Впрочем, свою поредевшую семью Ричард не обидел. Брата Джона он сделал графом Мортена, женил на Изабелле Глостерской, и дал земли Ноттингемшира, Корнуолла, Дерби, Девона, Дорсета и Сомерсета. Относительно брака с Изабеллой решение принял еще король Генри, причем пара была двоюродными кузенами, так что для этого брака была нужна папская диспенсация. По какой-то причине, эту диспенсацию никто не озаботился получить, и стоило Ричарду уехать, как Балдуин, архиепископ Кентерберийский, брак аннулировал. Папа, Клемент III, довольно быстро аннулирование аннулировал и диспенсацию выдал, но с одним своеобразным условием: паре запрещалось вступать в интимные отношения, хотя они были мужем и женой. Очевидно Ричард очень не хотел, чтобы у его брата появились законные наследники. Такая же законодательная кастрация была проведена и с земельными владениями Джона: он владел землями, но не замками. Все замки во владениях брата Ричард оставил за собой, что, по сути, полностью лишало принца контроля в его собственном хозяйстве. Из той же хроники Ричарда из Дивайза выясняется еще одна любопытная деталь: Джон, который был вынужден дать брату клятву не въезжать в Англию три года, мог это сделать при условии, что однажды прибыв туда, он не сможет выехать.
Подводя итоги. Ричард сделал все возможное, чтобы у его брата не появилось нормальной семьи со всеми вытекающими из брака семейными обязательствами, связями и появлением наследников. Он привязал его к женщине, с которой Джон ничего вышеперечисленного иметь не мог. И не мог даже жениться, потому что как бы уже был женат. Он лишил брата какой-либо власти, несмотря на то, что перед всем светом выставил себя щедрым. Потому что в то время вся исполнительная власть осуществлялась шерифами из замков. Там была казна графства, туда собирались налоги, оттуда платились деньги в королевскую кассу. То есть, очень большой вопрос, получил бы Джон хоть пенни со своих обширных владений, если эти пенни находились в руках, ему не подчиняющихся. А Джон находился бы во Франции. Потому что Ричард ограничил его даже в свободе передвижения: или сиди в Англии, где у тебя нет даже власти обычного барона, или сиди во Франции.

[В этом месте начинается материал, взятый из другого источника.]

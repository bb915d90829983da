//! Bootstrap and the scope bracket around one unit of work.
//!
//! [`bootstrap`] turns [`Settings`] into a [`Container`]: it registers the
//! settings as a constant, runs every provider module, and selects providers
//! for the configured profile. [`Entrypoint`] then brackets a body with a
//! `LIFESPAN` instance and a nested `REQUEST` instance, closing both with the
//! body's outcome.

use std::future::Future;
use std::path::PathBuf;

use crate::cli::apps::db::DbAdminModule;
use crate::collection::{ProviderModule, ProviderRegistry};
use crate::database::DatabaseModule;
use crate::error::{DiResult, Result};
use crate::lifetime::Scope;
use crate::provider::{Container, ResolverContext};
use crate::settings::{Settings, DEFAULT_ENV_FILE};

/// Builds the application container from `settings`.
pub fn bootstrap(settings: Settings) -> DiResult<Container> {
    bootstrap_with(settings, &[])
}

/// Like [`bootstrap`], with extra modules registered after the built-in ones.
pub fn bootstrap_with(settings: Settings, modules: &[&dyn ProviderModule]) -> DiResult<Container> {
    let profile = settings.profile;
    let mut registry = ProviderRegistry::new();
    registry
        .add_constant(settings)?
        .add_module(&DatabaseModule)?
        .add_module(&DbAdminModule)?;
    for module in modules {
        registry.add_module(*module)?;
    }
    if let Some(profile) = profile {
        tracing::debug!(%profile, "profile loaded");
    }
    Ok(registry.build(profile))
}

enum Source {
    EnvFile(PathBuf),
    Ready(Container),
}

/// Runs bodies inside a fresh `LIFESPAN` + `REQUEST` bracket.
///
/// Built from an env file, settings are only read when a body actually runs,
/// so argument parsing and `--help` work without any configuration.
///
/// # Examples
///
/// ```rust
/// use scopewire::{Entrypoint, ProviderRegistry, Provision, Resolver, Scope};
///
/// struct Greeter;
///
/// # #[tokio::main(flavor = "current_thread")]
/// # async fn main() -> scopewire::Result<()> {
/// let mut registry = ProviderRegistry::new();
/// registry.add_scoped(Scope::Request, |_| async { Ok(Provision::new(Greeter)) })?;
/// let entrypoint = Entrypoint::with_container(registry.build(None));
///
/// let scope = entrypoint
///     .run(|ctx| async move {
///         ctx.get::<Greeter>().await?;
///         Ok(ctx.scope())
///     })
///     .await?;
/// assert_eq!(scope, Some(Scope::Request));
/// # Ok(())
/// # }
/// ```
pub struct Entrypoint {
    source: Source,
}

impl Entrypoint {
    /// Loads settings from `path` (overlaid by the process environment) on
    /// each run.
    pub fn from_env_file(path: impl Into<PathBuf>) -> Self {
        Self {
            source: Source::EnvFile(path.into()),
        }
    }

    /// Reads the default `.env` file.
    pub fn from_default_env() -> Self {
        Self::from_env_file(DEFAULT_ENV_FILE)
    }

    /// Uses an already built container.
    pub fn with_container(container: Container) -> Self {
        Self {
            source: Source::Ready(container),
        }
    }

    /// The container bodies run against, bootstrapping it if needed.
    pub fn container(&self) -> Result<Container> {
        match &self.source {
            Source::Ready(container) => Ok(container.clone()),
            Source::EnvFile(path) => {
                let settings = Settings::load(path)?;
                crate::logging::init(settings.debug);
                Ok(bootstrap(settings)?)
            }
        }
    }

    /// Opens `LIFESPAN`, then `REQUEST`, runs `body`, and closes both with the
    /// body's outcome. A failing body is returned after both scopes are torn
    /// down.
    pub async fn run<F, Fut, T>(&self, body: F) -> Result<T>
    where
        F: FnOnce(ResolverContext) -> Fut,
        Fut: Future<Output = Result<T>>,
    {
        let container = self.container()?;
        let lifespan = container.enter(Scope::Lifespan);
        let parent = lifespan.handle();
        lifespan
            .run(|_| async move {
                let request = parent.enter(Scope::Request)?;
                request.run(body).await
            })
            .await
    }

    /// [`run`](Entrypoint::run) on a dedicated multi-thread runtime.
    ///
    /// Must not be called from inside another tokio runtime.
    pub fn block_on<F, Fut, T>(&self, body: F) -> Result<T>
    where
        F: FnOnce(ResolverContext) -> Fut,
        Fut: Future<Output = Result<T>>,
    {
        let runtime = tokio::runtime::Builder::new_multi_thread()
            .enable_all()
            .build()?;
        runtime.block_on(self.run(body))
    }
}

impl std::fmt::Debug for Entrypoint {
    fn fmt(&self, f: &mut std::fmt::Formatter<'_>) -> std::fmt::Result {
        match &self.source {
            Source::EnvFile(path) => f.debug_tuple("Entrypoint").field(path).finish(),
            Source::Ready(container) => f.debug_tuple("Entrypoint").field(container).finish(),
        }
    }
}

Зато Алиенора Аквитанская, королева-мать, получила в свое собственное распоряжение все те владения, которые были обозначены для нее вдовьей долей (до этого она жила за счет казны).
Судя по хроникам, первые серьезные столкновения между де Лонгчампом и принцем Джоном начались в 1190-м году, не позже. Во всяком случае, 4 марта 1191 года у них уже состоялась встреча в Винчестерском дворце, "относительно владения некоторыми крепостями и относительно получения денег, обещанных брату королем, из казны". Очевидно, это был тот самый эпизод с Линкольн Кастл, в который управляющий-регент хотел посадить своего человека, и комендант которого объявил себя вассалом принца Джона. Но до боевых действий дело в тот момент еще не дошло. И деньги с земель, таким широким жестом пожалованных ему братом, принц, очевидно, так и не увидел.
И в мае того же года архиепископ Руанский Вальтер де Контенсиз вернулся в Англию, чем заслужил весьма презрительные эпитеты со стороны автора хроник. Конечно, король его отпустил не просто так, а, видимо, направив как-то решать внезапно возникшие в Англии проблемы. И сделав чувствительное финансовое кровопускание. Но возвращение де Контенсиза совпало со смертью папы Клемента, что автоматически сняло достоинство папского легата с Лонгчампа. Теперь регент превратился из лица, по сути, неприкосновенного в простого смертного. Хотя бы на несколько месяцев. Также из хроники можно понять, что король стал отпускать тех, кто хотел вернуться в Европу, в обмен на деньги и/или их армии.
Верный себе и политическим урокам своего папаши (разделяй и властвуй), Ричард создал в Англии очень сложную ситуацию. Во-первых, он затребовал себе весь доход королевства за истекший год, что само по себе парализовало деятельность правительства. Во-вторых, отправив де Контенсиза разбираться с Лонгчампом и его ссорой с Джоном, он отправил Джону письмо с требованием во всем соглашаться с Лонгчампом. В-третьих, отпустив в Англию тех, кто мог откупиться, и удерживая тех, кто откупиться не мог, он спровоцировал в самой Англии ситуацию, в которой сила оружия и денег стала единственным законом — при парализованном отсутствием ресурсов правительстве.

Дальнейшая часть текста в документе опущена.